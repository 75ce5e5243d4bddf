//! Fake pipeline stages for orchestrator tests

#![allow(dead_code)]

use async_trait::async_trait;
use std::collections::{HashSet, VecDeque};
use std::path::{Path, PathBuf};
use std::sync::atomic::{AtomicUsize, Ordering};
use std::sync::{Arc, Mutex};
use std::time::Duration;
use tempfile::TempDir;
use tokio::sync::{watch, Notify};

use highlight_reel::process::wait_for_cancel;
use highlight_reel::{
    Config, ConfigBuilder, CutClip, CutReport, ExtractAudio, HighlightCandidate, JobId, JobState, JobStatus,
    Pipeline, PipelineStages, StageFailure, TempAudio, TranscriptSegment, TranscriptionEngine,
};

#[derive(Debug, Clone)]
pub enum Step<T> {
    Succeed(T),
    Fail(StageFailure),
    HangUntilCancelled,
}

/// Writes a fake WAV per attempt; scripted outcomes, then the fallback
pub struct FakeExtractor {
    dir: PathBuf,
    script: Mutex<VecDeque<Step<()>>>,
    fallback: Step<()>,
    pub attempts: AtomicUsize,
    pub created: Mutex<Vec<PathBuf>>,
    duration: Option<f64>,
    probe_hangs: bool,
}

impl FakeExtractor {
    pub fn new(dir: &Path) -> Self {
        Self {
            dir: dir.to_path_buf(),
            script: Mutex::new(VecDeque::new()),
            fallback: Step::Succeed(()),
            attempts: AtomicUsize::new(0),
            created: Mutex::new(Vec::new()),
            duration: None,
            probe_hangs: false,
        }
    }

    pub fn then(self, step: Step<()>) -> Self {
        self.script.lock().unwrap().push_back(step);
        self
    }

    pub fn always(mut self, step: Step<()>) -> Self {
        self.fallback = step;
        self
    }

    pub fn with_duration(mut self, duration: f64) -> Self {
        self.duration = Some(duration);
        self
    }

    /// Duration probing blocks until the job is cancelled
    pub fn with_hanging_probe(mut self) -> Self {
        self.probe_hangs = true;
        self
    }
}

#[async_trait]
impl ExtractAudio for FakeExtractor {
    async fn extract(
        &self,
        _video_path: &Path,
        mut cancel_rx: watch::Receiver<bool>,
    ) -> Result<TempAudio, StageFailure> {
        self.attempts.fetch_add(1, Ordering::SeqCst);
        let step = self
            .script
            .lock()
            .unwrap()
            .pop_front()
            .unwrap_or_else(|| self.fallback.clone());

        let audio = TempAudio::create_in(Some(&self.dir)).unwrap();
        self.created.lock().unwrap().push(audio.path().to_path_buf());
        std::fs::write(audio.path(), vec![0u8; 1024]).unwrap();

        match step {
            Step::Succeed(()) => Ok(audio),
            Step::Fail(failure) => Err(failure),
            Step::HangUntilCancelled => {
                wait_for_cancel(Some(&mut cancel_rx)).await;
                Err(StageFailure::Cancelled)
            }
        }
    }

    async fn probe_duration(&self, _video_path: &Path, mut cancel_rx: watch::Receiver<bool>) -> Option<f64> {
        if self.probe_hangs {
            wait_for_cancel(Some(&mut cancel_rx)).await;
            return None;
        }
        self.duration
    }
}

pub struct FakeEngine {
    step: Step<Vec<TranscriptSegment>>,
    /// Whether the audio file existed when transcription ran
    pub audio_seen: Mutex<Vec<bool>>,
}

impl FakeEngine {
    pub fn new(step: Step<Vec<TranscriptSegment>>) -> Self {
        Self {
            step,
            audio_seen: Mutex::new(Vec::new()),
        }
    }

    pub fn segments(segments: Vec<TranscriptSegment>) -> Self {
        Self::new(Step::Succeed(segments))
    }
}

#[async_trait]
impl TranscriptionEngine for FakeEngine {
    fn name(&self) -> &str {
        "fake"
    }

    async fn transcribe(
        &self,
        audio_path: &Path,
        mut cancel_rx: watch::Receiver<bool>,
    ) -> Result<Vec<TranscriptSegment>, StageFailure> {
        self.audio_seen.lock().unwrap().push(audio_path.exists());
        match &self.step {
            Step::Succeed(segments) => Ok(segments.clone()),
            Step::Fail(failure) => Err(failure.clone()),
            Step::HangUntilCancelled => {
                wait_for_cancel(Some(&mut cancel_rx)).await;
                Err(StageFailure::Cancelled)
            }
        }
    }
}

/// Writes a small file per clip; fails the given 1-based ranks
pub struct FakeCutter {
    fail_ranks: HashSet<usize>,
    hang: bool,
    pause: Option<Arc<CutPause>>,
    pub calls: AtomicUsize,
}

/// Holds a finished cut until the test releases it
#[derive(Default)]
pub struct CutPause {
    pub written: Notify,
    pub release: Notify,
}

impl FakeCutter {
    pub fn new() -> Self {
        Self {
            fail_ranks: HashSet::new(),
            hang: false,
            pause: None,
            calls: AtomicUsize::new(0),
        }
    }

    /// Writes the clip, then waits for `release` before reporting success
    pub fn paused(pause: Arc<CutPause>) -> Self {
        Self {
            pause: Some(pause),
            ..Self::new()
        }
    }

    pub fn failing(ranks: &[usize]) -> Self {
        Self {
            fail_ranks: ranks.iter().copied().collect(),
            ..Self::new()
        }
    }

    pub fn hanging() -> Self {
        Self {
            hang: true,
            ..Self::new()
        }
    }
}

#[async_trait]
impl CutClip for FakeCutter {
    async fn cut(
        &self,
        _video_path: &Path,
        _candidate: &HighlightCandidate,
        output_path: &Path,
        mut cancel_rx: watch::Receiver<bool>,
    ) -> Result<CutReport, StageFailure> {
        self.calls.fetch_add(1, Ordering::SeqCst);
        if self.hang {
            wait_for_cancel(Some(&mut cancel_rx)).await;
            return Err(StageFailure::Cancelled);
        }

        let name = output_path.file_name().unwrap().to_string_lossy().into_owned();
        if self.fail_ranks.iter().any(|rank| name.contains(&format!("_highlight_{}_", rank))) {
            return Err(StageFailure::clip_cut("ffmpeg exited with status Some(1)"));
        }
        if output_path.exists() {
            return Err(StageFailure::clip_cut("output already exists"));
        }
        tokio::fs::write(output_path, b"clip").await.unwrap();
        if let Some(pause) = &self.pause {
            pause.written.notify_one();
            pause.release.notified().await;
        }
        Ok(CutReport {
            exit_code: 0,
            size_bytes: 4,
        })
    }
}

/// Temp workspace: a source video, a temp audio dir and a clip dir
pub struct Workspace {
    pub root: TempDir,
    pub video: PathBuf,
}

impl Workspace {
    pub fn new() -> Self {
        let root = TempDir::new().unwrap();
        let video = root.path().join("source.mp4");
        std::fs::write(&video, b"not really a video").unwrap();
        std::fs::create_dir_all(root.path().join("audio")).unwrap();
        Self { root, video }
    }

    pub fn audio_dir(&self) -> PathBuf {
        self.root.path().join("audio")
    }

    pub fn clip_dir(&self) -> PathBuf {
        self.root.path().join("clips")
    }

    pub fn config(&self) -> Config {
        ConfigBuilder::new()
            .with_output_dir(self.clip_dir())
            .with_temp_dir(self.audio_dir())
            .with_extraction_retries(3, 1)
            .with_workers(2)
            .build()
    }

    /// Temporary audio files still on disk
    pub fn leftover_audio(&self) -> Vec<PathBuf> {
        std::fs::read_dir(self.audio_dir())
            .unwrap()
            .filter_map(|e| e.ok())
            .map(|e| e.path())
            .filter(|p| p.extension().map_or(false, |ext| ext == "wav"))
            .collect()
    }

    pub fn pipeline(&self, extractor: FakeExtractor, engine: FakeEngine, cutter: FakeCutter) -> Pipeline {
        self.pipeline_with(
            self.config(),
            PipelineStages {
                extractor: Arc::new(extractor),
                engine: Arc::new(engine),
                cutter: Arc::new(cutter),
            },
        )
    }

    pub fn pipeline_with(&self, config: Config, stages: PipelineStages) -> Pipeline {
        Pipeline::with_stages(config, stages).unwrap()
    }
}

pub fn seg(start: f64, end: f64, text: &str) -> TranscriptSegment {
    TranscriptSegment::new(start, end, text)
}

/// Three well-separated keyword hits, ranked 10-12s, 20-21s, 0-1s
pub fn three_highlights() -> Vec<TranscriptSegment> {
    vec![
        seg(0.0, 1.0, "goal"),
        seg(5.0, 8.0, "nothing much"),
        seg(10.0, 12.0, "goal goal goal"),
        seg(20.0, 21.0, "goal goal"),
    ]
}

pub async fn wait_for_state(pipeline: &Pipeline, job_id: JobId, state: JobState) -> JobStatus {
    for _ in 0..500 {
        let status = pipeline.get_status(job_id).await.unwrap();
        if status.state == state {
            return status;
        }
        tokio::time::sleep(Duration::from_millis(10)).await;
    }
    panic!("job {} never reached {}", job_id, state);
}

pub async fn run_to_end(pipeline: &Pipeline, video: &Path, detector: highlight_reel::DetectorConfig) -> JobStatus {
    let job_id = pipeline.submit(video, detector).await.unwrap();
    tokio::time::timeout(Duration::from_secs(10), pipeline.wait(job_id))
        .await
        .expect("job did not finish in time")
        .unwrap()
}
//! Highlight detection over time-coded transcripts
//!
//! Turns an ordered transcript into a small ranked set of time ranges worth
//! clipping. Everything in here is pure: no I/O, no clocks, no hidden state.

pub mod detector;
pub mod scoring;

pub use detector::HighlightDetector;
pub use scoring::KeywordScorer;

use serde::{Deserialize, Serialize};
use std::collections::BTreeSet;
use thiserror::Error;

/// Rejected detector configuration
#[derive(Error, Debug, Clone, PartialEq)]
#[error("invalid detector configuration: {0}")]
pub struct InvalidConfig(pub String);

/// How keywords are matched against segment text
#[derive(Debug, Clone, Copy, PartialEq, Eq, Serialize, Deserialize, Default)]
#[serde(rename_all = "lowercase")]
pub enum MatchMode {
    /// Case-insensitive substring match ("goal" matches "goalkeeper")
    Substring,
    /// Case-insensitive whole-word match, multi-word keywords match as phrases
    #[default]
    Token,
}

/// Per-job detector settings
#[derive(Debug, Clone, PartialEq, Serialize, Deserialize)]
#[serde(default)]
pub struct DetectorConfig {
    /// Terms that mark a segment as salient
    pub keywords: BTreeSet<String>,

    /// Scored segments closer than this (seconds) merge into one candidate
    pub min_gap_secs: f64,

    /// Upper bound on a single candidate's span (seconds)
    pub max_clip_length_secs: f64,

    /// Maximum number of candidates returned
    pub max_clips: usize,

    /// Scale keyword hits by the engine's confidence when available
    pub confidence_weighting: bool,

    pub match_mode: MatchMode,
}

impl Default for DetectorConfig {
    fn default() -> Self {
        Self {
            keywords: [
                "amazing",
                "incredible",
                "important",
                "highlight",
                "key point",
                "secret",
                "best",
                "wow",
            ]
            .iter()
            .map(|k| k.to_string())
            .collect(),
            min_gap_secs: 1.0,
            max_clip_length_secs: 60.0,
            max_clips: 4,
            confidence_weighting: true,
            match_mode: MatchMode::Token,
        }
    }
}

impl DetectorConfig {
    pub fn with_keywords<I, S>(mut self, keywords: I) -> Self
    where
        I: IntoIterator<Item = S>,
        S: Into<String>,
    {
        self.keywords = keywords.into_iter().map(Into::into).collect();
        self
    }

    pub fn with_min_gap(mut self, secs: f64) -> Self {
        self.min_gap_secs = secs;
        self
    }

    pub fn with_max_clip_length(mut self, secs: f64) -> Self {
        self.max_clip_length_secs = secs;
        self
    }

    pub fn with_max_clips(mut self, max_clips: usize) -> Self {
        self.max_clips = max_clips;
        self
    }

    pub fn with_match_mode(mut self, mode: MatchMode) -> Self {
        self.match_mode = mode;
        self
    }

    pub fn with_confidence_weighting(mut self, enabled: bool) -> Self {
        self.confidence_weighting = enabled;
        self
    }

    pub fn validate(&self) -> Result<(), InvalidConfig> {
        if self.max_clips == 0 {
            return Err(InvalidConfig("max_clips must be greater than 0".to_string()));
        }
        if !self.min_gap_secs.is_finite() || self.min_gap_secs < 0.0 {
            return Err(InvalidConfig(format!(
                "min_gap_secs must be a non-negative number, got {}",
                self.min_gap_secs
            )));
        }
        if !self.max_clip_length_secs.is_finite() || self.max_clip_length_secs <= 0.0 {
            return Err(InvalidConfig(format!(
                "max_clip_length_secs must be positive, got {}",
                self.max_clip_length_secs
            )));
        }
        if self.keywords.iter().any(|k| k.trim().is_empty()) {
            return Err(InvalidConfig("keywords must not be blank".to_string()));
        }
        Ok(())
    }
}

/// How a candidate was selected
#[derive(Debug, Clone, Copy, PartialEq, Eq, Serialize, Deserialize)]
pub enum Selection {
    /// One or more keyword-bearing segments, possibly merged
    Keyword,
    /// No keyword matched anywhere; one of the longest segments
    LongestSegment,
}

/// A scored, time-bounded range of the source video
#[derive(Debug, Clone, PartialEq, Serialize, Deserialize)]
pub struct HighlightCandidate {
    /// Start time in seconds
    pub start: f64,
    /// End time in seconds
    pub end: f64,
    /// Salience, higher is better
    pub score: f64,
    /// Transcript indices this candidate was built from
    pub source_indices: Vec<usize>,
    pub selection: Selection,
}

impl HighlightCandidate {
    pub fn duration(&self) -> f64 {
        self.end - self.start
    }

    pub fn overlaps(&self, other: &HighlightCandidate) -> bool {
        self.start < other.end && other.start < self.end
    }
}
-*-*-
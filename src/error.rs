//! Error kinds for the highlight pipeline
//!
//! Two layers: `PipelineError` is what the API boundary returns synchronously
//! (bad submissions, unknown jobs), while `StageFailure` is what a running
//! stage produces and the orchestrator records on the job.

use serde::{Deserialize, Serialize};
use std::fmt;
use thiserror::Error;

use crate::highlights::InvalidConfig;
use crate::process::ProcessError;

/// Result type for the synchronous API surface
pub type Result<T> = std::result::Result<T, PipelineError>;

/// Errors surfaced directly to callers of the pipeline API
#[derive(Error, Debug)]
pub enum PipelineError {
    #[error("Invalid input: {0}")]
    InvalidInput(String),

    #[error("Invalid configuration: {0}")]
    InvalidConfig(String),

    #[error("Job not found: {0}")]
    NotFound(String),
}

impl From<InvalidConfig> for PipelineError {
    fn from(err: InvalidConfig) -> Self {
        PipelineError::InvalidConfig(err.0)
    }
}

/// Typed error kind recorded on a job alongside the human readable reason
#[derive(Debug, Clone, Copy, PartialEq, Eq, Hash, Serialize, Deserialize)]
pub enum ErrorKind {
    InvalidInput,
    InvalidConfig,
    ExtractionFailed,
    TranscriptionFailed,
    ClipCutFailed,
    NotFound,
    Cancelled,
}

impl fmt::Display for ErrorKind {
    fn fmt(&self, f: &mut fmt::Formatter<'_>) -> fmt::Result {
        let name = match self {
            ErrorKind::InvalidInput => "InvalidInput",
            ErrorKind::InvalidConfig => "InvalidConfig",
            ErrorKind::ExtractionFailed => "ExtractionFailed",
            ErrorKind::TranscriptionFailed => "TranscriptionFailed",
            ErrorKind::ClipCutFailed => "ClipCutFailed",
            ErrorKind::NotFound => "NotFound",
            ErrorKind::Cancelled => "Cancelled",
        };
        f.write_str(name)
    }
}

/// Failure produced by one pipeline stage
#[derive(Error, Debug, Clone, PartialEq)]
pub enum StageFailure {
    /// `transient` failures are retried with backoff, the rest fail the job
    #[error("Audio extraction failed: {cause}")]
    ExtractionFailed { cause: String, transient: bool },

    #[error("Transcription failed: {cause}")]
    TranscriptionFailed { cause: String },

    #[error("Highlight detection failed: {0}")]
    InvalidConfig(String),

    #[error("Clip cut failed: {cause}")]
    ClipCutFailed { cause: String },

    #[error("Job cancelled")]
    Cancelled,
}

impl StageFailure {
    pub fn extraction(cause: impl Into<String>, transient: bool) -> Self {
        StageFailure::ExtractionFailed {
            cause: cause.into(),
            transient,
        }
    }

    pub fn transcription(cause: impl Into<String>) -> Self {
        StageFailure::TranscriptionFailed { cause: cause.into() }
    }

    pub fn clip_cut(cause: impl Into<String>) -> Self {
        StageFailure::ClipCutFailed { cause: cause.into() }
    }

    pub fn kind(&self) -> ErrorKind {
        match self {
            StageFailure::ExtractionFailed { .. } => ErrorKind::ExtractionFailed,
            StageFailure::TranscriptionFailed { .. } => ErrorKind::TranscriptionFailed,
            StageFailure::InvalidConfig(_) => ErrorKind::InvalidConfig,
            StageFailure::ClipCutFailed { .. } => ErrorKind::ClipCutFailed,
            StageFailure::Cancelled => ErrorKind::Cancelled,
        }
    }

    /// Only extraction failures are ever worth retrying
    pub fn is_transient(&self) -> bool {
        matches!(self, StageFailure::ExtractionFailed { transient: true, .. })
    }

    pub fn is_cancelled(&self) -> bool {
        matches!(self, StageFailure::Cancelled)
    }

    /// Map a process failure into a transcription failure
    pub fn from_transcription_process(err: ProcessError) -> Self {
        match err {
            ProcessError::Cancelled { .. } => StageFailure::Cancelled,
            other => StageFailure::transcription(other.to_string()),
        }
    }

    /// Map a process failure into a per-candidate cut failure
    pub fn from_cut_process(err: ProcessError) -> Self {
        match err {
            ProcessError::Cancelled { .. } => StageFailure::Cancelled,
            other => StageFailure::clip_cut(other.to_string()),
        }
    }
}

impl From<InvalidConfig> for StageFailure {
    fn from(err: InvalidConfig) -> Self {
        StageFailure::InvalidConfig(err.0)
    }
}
-*-*-
#### Prompt
Where a line of the data above includes "than", copy that line.

#### Response to this task
    /// Scored segments closer than this (seconds) merge into one candidate
            return Err(InvalidConfig("max_clips must be greater than 0".to_string()));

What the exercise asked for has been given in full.